A portion of the 1917 Auction plan of the Omarunui Estate. Click HERE for larger Plan of all Auction lots (it opens in a new window).
Land Tenure Beginning 20th Century
In 1917 a part of the block in which Lake Te Rotokare lies, was sold at auction. It is Lot No. 14 as seen in the image above, and it became the major portion of the farming property known as Rotokare. The land on the Northern boundary and of at least half of the lake was belonged to Omarunui Station, and was owned by W. K. (William Kinross) White.
Mr. M. H. Strachan purchased Lot 14 for £22.00 per acre. The auction results and winners are here. Strachan was Gisborne based, closely involved with the Gisborne Williams family (did he actually act as an agent at the sale of lot 14?), and had large holdings. (He later sold 6572 freehold acres 20 miles from Gisborne in 1920.)
Rotokare was purchased in February 1919 by F.J.V. (Frank) Williams, a Tokomaru Bay sheepfarmer and younger brother of F. W (Fred) Williams who is probably best known as the founder of the long lasting stock and station agency, Williams and Kettle Ltd. and previous Napier Mayor (1902-1904). Rotokare later passed into the ownership of Peter Williams, Fred's son, and then Fred's grandson Gary Williams. [Notes (a small autobiography) of Fred's is found here]
Two days before the auction above, Norman White, son of W. Kinross White of Omarunui, and his wife Constance (Connie), were blessed with the birth of a daughter Laila, always known as 'Kewpie'. Kewpie married Peter Williams of Rotokare, and they built the current homestead at Rotokare, lived and farmed sheep and cattle there.
Norman and Connie had a 2nd child Shena. Shena (upon her second marriage), and her husband (Nelson Bramley), farmed 'Abbots Farm' (which was originally a part of the Omarunui property), their house being the first on the right at the beginning of Breckenridge Road, their land running all the way down to the lake. (That house was recently demolished, a new one being built in its place in 2012). Breckenridge road was only a paper road, and did not materially exist until 199?.
Today, 2013, on looking at the 1970's map below there have been a few changes in land ownership. The lake portion and the whole catchment of the Rotokare watershed are still in the same family hands, and the sections marked E, M and W, have been several generations in the same families. The Abbots Farm hill section is now in 4 or 5 lifestyle blocks and the flat land into three, a portion of one title that is subject to the winter-high water fluctuations of the lake.
Of the Omarunui side, the White family sold in 1982. The lake, flat land feeding it from the Breckenridge road end, and all the hill catchment, excepting for the portion that is now Breckenridge lifestyle blocks, is in one ownership.

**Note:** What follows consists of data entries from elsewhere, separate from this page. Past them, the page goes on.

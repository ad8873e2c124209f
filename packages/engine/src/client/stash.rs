//! Owned copy of the connect parameters
//!
//! The caller's strings may not outlive the connect call, and the header
//! table they end up in may not be available yet. The stash holds them until
//! they are written into the table.

use super::ConnectInfo;
use crate::headers::{HdrToken, HeaderTable};
use crate::error::HeaderTableError;

#[derive(Debug, Clone, Default, PartialEq, Eq)]
pub struct Stash {
    pub address: String,
    pub path: String,
    pub host: String,
    pub origin: Option<String>,
    pub protocol: Option<String>,
    pub method: Option<String>,
    pub iface: Option<String>,
}

impl Stash {
    #[must_use]
    pub fn from_info(info: &ConnectInfo) -> Self {
        Self {
            address: info.address.clone(),
            path: info.path.clone(),
            host: info.host.clone(),
            origin: info.origin.clone(),
            protocol: info.protocol.clone(),
            method: info.method.clone(),
            iface: info.iface.clone(),
        }
    }

    /// Token/value pairs in the order they are written
    pub fn tokens(&self) -> impl Iterator<Item = (HdrToken, &str)> {
        [
            (HdrToken::ClientPeerAddress, Some(self.address.as_str())),
            (HdrToken::ClientUri, Some(self.path.as_str())),
            (HdrToken::ClientHost, Some(self.host.as_str())),
            (HdrToken::ClientOrigin, self.origin.as_deref()),
            (HdrToken::ClientSentProtocols, self.protocol.as_deref()),
            (HdrToken::ClientMethod, self.method.as_deref()),
            (HdrToken::ClientIface, self.iface.as_deref()),
        ]
        .into_iter()
        .filter_map(|(token, value)| Some((token, value?)))
    }

    /// Write every stashed value into `ah`
    ///
    /// # Errors
    ///
    /// Fails on the first value the table cannot hold.
    pub fn write_into(&self, ah: &mut HeaderTable) -> Result<(), HeaderTableError> {
        for (token, value) in self.tokens() {
            ah.simple_create(token, value)?;
        }
        Ok(())
    }
}

#[cfg(test)]
mod tests {
    use super::*;

    #[test]
    fn absent_optionals_are_not_written() {
        let info = ConnectInfo::new("example.com", 80).path("/index.html");
        let stash = Stash::from_info(&info);
        let tokens: Vec<_> = stash.tokens().map(|(t, _)| t).collect();
        assert_eq!(
            tokens,
            [
                HdrToken::ClientPeerAddress,
                HdrToken::ClientUri,
                HdrToken::ClientHost,
                HdrToken::ClientMethod
            ]
        );

        let mut ah = HeaderTable::new(256, 16);
        stash.write_into(&mut ah).expect("fits");
        assert_eq!(ah.get(HdrToken::ClientUri), Some("/index.html"));
        assert_eq!(ah.get(HdrToken::ClientMethod), Some("GET"));
        assert!(!ah.contains(HdrToken::ClientOrigin));
    }
}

Above is how a plan of the titles covering the lakebed looked in the early 1970's, with the main property names. The road shown branching at Abbot's Farm was then unformed on the Breckenridge side, and the one cutting back from thr Omarunui Road to the 'W' hill block shown beside the Korokipo Road, had been used in the early days (I think pre 1900) before the road was formed around the base of the Korokipo hills from the 'W' to Waiohiki.
The positioning of hillsides and blue dotted line in the Abbot's Farm section are estimates, the blue being a drain that carries water from the hills and gully and valley into the lake proper.